Search Resumes After Ferry Sinks off Indonesia
By Ali Kotarumalos 28 September 2012
JAKARTA, Indonesia—Rescuers continued to search waters off Indonesian islands Thursday for people reporting missing after a ferry collided with a chemical-carrying ship and sank, killing at least eight people.
More than 210 passengers and crew were rescued and eight bodies were pulled from the water, including a 10-year-old girl, after the sinking on Wednesday morning, said Heru Purwanto, an official at Bakauheni port on southern Sumatra. They are believed to have jumped into the sea without life jackets and could not swim, he said.
The manifest listed 213 passengers and crew and 78 vehicles on the ferry, but manifests are often unreliable in Indonesia because tickets are sold onboard to passengers who are never registered.
The search for survivors was continuing after many family members came forward to report the names of missing loved ones. Some passengers were believed to be inside vehicles parked on the ferry when it sank, possibly trapping them, said Budi Harto, who heads the local disaster management agency in Lampung province. He added that divers were hampered by the location where the ferry sank, with waters as deep as 90 meters (295 feet).
The ferry collided with the ship about 40 minutes into its 90-minute journey between Java and Sumatra islands. More than 80 passengers were hospitalized with injuries, including at least one in critical condition.
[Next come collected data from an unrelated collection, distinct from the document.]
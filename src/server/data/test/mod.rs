mod appointment;
mod salon_service;
//! Verification code delivery over SMS or email.

pub mod code;

use crate::{
    model::notification::VerificationChannel,
    server::{
        error::{validation::ValidationError, AppError},
        service::{
            notification::{email::EmailSender, sms::SmsSender, Delivery},
            verification::code::VerificationCodeStore,
        },
        util::validate::{normalize_email, require_field},
    },
};

const EMAIL_SUBJECT: &str = "Seu código de verificação";

/// Result of sending a verification code.
#[derive(Debug, Clone, PartialEq, Eq)]
pub struct VerificationDispatch {
    pub delivery: Delivery,
    /// The issued code, handed back so it can be shown when delivery was simulated.
    pub code: String,
}

pub struct VerificationService<'a> {
    codes: &'a VerificationCodeStore,
    email_sender: &'a EmailSender,
    sms_sender: &'a SmsSender,
}

impl<'a> VerificationService<'a> {
    pub fn new(
        codes: &'a VerificationCodeStore,
        email_sender: &'a EmailSender,
        sms_sender: &'a SmsSender,
    ) -> Self {
        Self {
            codes,
            email_sender,
            sms_sender,
        }
    }

    /// Issues a code for `destination` and sends it through `channel`.
    ///
    /// # Returns
    /// - `Ok(VerificationDispatch)` - Code issued; delivery may have been simulated
    /// - `Err(AppError::ValidationErr)` - Empty destination or malformed email address
    pub async fn send(
        &self,
        channel: VerificationChannel,
        destination: &str,
    ) -> Result<VerificationDispatch, AppError> {
        let destination = normalize_destination(channel, destination)?;
        let code = self.codes.issue(&destination).await;
        let message = format!(
            "Seu código de verificação é {}. Ele expira em 10 minutos.",
            code
        );

        let delivery = match channel {
            VerificationChannel::Sms => self.sms_sender.send(&destination, &message).await,
            VerificationChannel::Email => {
                self.email_sender
                    .send(&destination, EMAIL_SUBJECT, &message)
                    .await
            }
        };

        tracing::info!(
            ?channel,
            delivered = delivery.is_delivered(),
            "Verification code issued"
        );

        Ok(VerificationDispatch { delivery, code })
    }

    /// Consumes the pending code for `destination` if `code` matches.
    pub async fn confirm(&self, destination: &str, code: &str) -> Result<bool, AppError> {
        let destination = destination.trim();
        if destination.is_empty() {
            return Err(ValidationError::MissingField("destination").into());
        }

        // Email destinations are stored lowercased; phone numbers are unaffected.
        let destination = destination.to_lowercase();

        Ok(self.codes.confirm(&destination, code).await)
    }
}

fn normalize_destination(
    channel: VerificationChannel,
    destination: &str,
) -> Result<String, ValidationError> {
    match channel {
        VerificationChannel::Email => normalize_email(destination),
        VerificationChannel::Sms => require_field("destination", destination),
    }
}
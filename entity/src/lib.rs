//! SeaORM entity models for the salon database.

pub mod prelude;

pub mod appointment;
pub mod json;
pub mod salon_info;
pub mod salon_service;
pub mod sea_orm_active_enums;
pub mod user;
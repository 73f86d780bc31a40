mod model;
mod server;

use tower_http::{cors::CorsLayer, trace::TraceLayer};
use tracing_subscriber::{layer::SubscriberExt, util::SubscriberInitExt};

use crate::server::{
    config::Config, error::AppError, router, service::verification::code::VerificationCodeStore,
    startup, state::AppState,
};

#[tokio::main]
async fn main() -> Result<(), AppError> {
    dotenvy::dotenv().ok();

    tracing_subscriber::registry()
        .with(
            tracing_subscriber::EnvFilter::try_from_default_env()
                .unwrap_or_else(|_| "salon=info,tower_http=info".into()),
        )
        .with(tracing_subscriber::fmt::layer())
        .init();

    let config = Config::from_env()?;

    let db = startup::connect_to_database(&config).await?;
    let session = startup::connect_to_session(&db).await?;
    let http_client = startup::setup_reqwest_client()?;
    let (email_sender, sms_sender) = startup::setup_senders(&config, http_client)?;

    startup::check_for_admin(&db, &config).await?;

    let app = router::router()
        .with_state(AppState::new(
            db,
            email_sender,
            sms_sender,
            VerificationCodeStore::new(),
            config.contact_email.clone(),
        ))
        .layer(session)
        .layer(CorsLayer::very_permissive())
        .layer(TraceLayer::new_for_http());

    let listener = tokio::net::TcpListener::bind(config.bind_address).await?;

    tracing::info!(address = %config.bind_address, "Starting server");

    axum::serve(listener, app).await?;

    Ok(())
}
//! Appointment factory for creating bookings.

use chrono::{DateTime, Duration, Utc};
use entity::{
    json::{AddOn, AddOnList},
    sea_orm_active_enums::AppointmentStatus,
};
use sea_orm::{ActiveModelTrait, ActiveValue, DatabaseConnection, DbErr};

/// Factory for creating test appointments.
///
/// The referenced service, client and staff rows must already exist.
///
/// # Example
///
/// ```rust,ignore
/// let appointment = AppointmentFactory::new(&db, service.id, client.id, staff.id)
///     .status(AppointmentStatus::Cancelled)
///     .build()
///     .await?;
/// ```
pub struct AppointmentFactory<'a> {
    db: &'a DatabaseConnection,
    service_id: i32,
    client_id: i32,
    staff_id: i32,
    estimated_duration: String,
    scheduled_at: DateTime<Utc>,
    status: AppointmentStatus,
    add_ons: Vec<AddOn>,
    version: i32,
}

impl<'a> AppointmentFactory<'a> {
    /// Creates a new AppointmentFactory with default values.
    ///
    /// Defaults:
    /// - estimated_duration: `"1h"`
    /// - scheduled_at: one day from now
    /// - status: `Pending`
    /// - version: `1`
    pub fn new(db: &'a DatabaseConnection, service_id: i32, client_id: i32, staff_id: i32) -> Self {
        Self {
            db,
            service_id,
            client_id,
            staff_id,
            estimated_duration: "1h".to_string(),
            scheduled_at: Utc::now() + Duration::days(1),
            status: AppointmentStatus::Pending,
            add_ons: Vec::new(),
            version: 1,
        }
    }

    pub fn estimated_duration(mut self, estimated_duration: impl Into<String>) -> Self {
        self.estimated_duration = estimated_duration.into();
        self
    }

    pub fn scheduled_at(mut self, scheduled_at: DateTime<Utc>) -> Self {
        self.scheduled_at = scheduled_at;
        self
    }

    pub fn status(mut self, status: AppointmentStatus) -> Self {
        self.status = status;
        self
    }

    pub fn add_on(mut self, name: impl Into<String>, price: f64, quantity: u32) -> Self {
        self.add_ons.push(AddOn {
            name: name.into(),
            price,
            per_unit: quantity > 1,
            quantity,
        });
        self
    }

    pub fn version(mut self, version: i32) -> Self {
        self.version = version;
        self
    }

    /// Builds and inserts the appointment entity into the database.
    pub async fn build(self) -> Result<entity::appointment::Model, DbErr> {
        entity::appointment::ActiveModel {
            id: ActiveValue::NotSet,
            service_id: ActiveValue::Set(self.service_id),
            estimated_duration: ActiveValue::Set(self.estimated_duration),
            scheduled_at: ActiveValue::Set(self.scheduled_at),
            client_id: ActiveValue::Set(self.client_id),
            staff_id: ActiveValue::Set(self.staff_id),
            status: ActiveValue::Set(self.status),
            add_ons: ActiveValue::Set(AddOnList(self.add_ons)),
            version: ActiveValue::Set(self.version),
            created_at: ActiveValue::Set(Utc::now()),
        }
        .insert(self.db)
        .await
    }
}

/// Creates a pending appointment with default values.
pub async fn create_appointment(
    db: &DatabaseConnection,
    service_id: i32,
    client_id: i32,
    staff_id: i32,
) -> Result<entity::appointment::Model, DbErr> {
    AppointmentFactory::new(db, service_id, client_id, staff_id)
        .build()
        .await
}
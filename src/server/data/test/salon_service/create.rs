use super::*;

/// Tests creating a catalog entry with add-ons.
///
/// Expected: Ok with every field stored
#[tokio::test]
async fn creates_service_with_add_ons() -> Result<(), DbErr> {
    let test = TestBuilder::new()
        .with_table(entity::prelude::User)
        .with_table(entity::prelude::SalonService)
        .build()
        .await
        .unwrap();
    let db = test.db.as_ref().unwrap();

    let staff = factory::create_manicure(db).await?;

    let repo = SalonServiceRepository::new(db);
    let service = repo
        .create(CreateSalonServiceParam {
            name: "Manicure completa".to_string(),
            description: Some("Cutilagem e esmaltação".to_string()),
            price: 45.0,
            duration: "1h".to_string(),
            staff_id: Some(staff.id),
            add_ons: vec![AddOn {
                name: "Francesinha".to_string(),
                price: 10.0,
                per_unit: false,
                quantity: 1,
            }],
        })
        .await?;

    assert_eq!(service.name, "Manicure completa");
    assert_eq!(service.price, 45.0);
    assert_eq!(service.staff_id, Some(staff.id));
    assert_eq!(service.add_ons.len(), 1);
    assert_eq!(service.add_ons[0].name, "Francesinha");

    Ok(())
}
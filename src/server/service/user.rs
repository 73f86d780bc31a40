//! User service for business logic.
//!
//! Handles registration, login, admin-side account management and the startup admin
//! seed. Email addresses are stored trimmed and lowercased so uniqueness checks and
//! logins are case-insensitive. Passwords are hashed here before anything reaches the
//! repository.

use sea_orm::DatabaseConnection;

use crate::{
    model::user::UserRole,
    server::{
        config::AdminSeedConfig,
        data::user::UserRepository,
        error::{auth::AuthError, validation::ValidationError, AppError},
        model::user::{
            CreateUserParam, NewUserRecord, PaginatedUsers, UpdateUserParam, User,
            UserRecordChanges,
        },
        util::{
            password::{hash_password, verify_password},
            validate::{normalize_email, require_field, validate_password},
        },
    },
};

/// Service providing business logic for user management.
pub struct UserService<'a> {
    pub db: &'a DatabaseConnection,
}

impl<'a> UserService<'a> {
    pub fn new(db: &'a DatabaseConnection) -> Self {
        Self { db }
    }

    /// Creates an account after validating every field.
    ///
    /// # Returns
    /// - `Ok(User)` - Stored user
    /// - `Err(AppError::ValidationErr)` - Blank name, malformed email, short password or
    ///   an email address that is already registered
    /// - `Err(AppError::DbErr)` - Database error
    pub async fn create(&self, param: CreateUserParam) -> Result<User, AppError> {
        let name = require_field("name", &param.name)?;
        let email = normalize_email(&param.email)?;
        validate_password(&param.password)?;

        let user_repo = UserRepository::new(self.db);
        if user_repo.find_by_email(&email).await?.is_some() {
            return Err(ValidationError::EmailTaken(email).into());
        }

        let user = user_repo
            .create(NewUserRecord {
                name,
                email,
                phone: normalize_phone(param.phone),
                password_hash: hash_password(&param.password)?,
                role: param.role,
            })
            .await?;

        tracing::info!(user_id = user.id, role = ?user.role, "User created");

        Ok(user)
    }

    /// Checks an email and password pair.
    ///
    /// Unknown emails and wrong passwords produce the same error.
    ///
    /// # Returns
    /// - `Ok(User)` - Credentials are valid
    /// - `Err(AppError::AuthErr(InvalidCredentials))` - Unknown email or wrong password
    pub async fn authenticate(&self, email: &str, password: &str) -> Result<User, AppError> {
        let email = email.trim().to_lowercase();

        let Some(user) = UserRepository::new(self.db).find_by_email(&email).await? else {
            return Err(AuthError::InvalidCredentials.into());
        };

        if !verify_password(password, &user.password_hash) {
            return Err(AuthError::InvalidCredentials.into());
        }

        Ok(user)
    }

    pub async fn get(&self, id: i32) -> Result<User, AppError> {
        UserRepository::new(self.db)
            .find_by_id(id)
            .await?
            .ok_or_else(|| not_found(id))
    }

    /// Retrieves all users with pagination.
    ///
    /// # Arguments
    /// - `page` - Zero-indexed page number
    /// - `per_page` - Users per page, at least 1
    pub async fn list(&self, page: u64, per_page: u64) -> Result<PaginatedUsers, AppError> {
        let per_page = per_page.max(1);

        let (users, total_items) = UserRepository::new(self.db)
            .get_all_paginated(page, per_page)
            .await?;

        Ok(PaginatedUsers {
            users,
            total: total_items,
            page,
            per_page,
            total_pages: total_items.div_ceil(per_page),
        })
    }

    /// Lists the manicures clients can book with.
    pub async fn list_manicures(&self) -> Result<Vec<User>, AppError> {
        let manicures = UserRepository::new(self.db)
            .get_by_role(UserRole::Manicure)
            .await?;

        Ok(manicures)
    }

    /// Applies a partial update to an account.
    ///
    /// # Returns
    /// - `Ok(User)` - Updated user
    /// - `Err(AppError::NotFound)` - No such user
    /// - `Err(AppError::ValidationErr)` - A provided field is invalid, or the new email
    ///   belongs to another account
    pub async fn update(&self, id: i32, param: UpdateUserParam) -> Result<User, AppError> {
        let user_repo = UserRepository::new(self.db);

        let mut changes = UserRecordChanges {
            role: param.role,
            ..Default::default()
        };

        if let Some(name) = param.name {
            changes.name = Some(require_field("name", &name)?);
        }

        if let Some(email) = param.email {
            let email = normalize_email(&email)?;
            if let Some(owner) = user_repo.find_by_email(&email).await? {
                if owner.id != id {
                    return Err(ValidationError::EmailTaken(email).into());
                }
            }
            changes.email = Some(email);
        }

        if let Some(phone) = param.phone {
            changes.phone = Some(phone.trim().to_string());
        }

        if let Some(password) = param.password {
            validate_password(&password)?;
            changes.password_hash = Some(hash_password(&password)?);
        }

        let user = user_repo
            .update(id, changes)
            .await?
            .ok_or_else(|| not_found(id))?;

        tracing::info!(user_id = id, "User updated");

        Ok(user)
    }

    /// Deletes an account together with its appointments.
    pub async fn delete(&self, id: i32) -> Result<(), AppError> {
        if !UserRepository::new(self.db).delete(id).await? {
            return Err(not_found(id));
        }

        tracing::info!(user_id = id, "User deleted");

        Ok(())
    }

    /// Creates the configured admin account unless an admin already exists.
    ///
    /// # Returns
    /// - `Ok(Some(User))` - Admin account created
    /// - `Ok(None)` - An admin already exists; nothing was changed
    /// - `Err(AppError::ValidationErr)` - The configured credentials are invalid or the
    ///   email belongs to a non-admin account
    pub async fn seed_admin(&self, seed: &AdminSeedConfig) -> Result<Option<User>, AppError> {
        if UserRepository::new(self.db).admin_exists().await? {
            tracing::debug!("Admin account already present, skipping seed");
            return Ok(None);
        }

        let admin = self
            .create(CreateUserParam {
                name: seed.name.clone(),
                email: seed.email.clone(),
                phone: None,
                password: seed.password.clone(),
                role: UserRole::Admin,
            })
            .await?;

        tracing::info!(user_id = admin.id, email = %admin.email, "Seeded admin account");

        Ok(Some(admin))
    }
}

fn normalize_phone(phone: Option<String>) -> Option<String> {
    phone
        .map(|phone| phone.trim().to_string())
        .filter(|phone| !phone.is_empty())
}

fn not_found(id: i32) -> AppError {
    AppError::NotFound(format!("User {} not found", id))
}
Singapore-based Norgas Carriers Pte. Ltd. said in a statement that the propylene chemical being carried onboard the ship did not leak and there was no pollution caused by the accident.
The collision occurred around four miles from Bakaheuni in Lampung province, said Bambang Ervan, a Transportation Ministry spokesman.
“The ferry went down so fast after the collision,” Purwanto said. It sank 20 minutes after the captain sent a distress signal, enabling 10 merchant ships sailing nearby in the busy Sunda Straits to immediately start rescuing passengers and crew, he said.
The Bahuga Jaya ferry links the main Java island with southern Sumatra Island. It went down after departing from Merak port in Java.
Ferries are a major source of transportation in Indonesia, the world’s largest archipelago nation, with more than 17,000 islands and a population of 240 million. Sea accidents are common due to overcrowding and poor safety standards.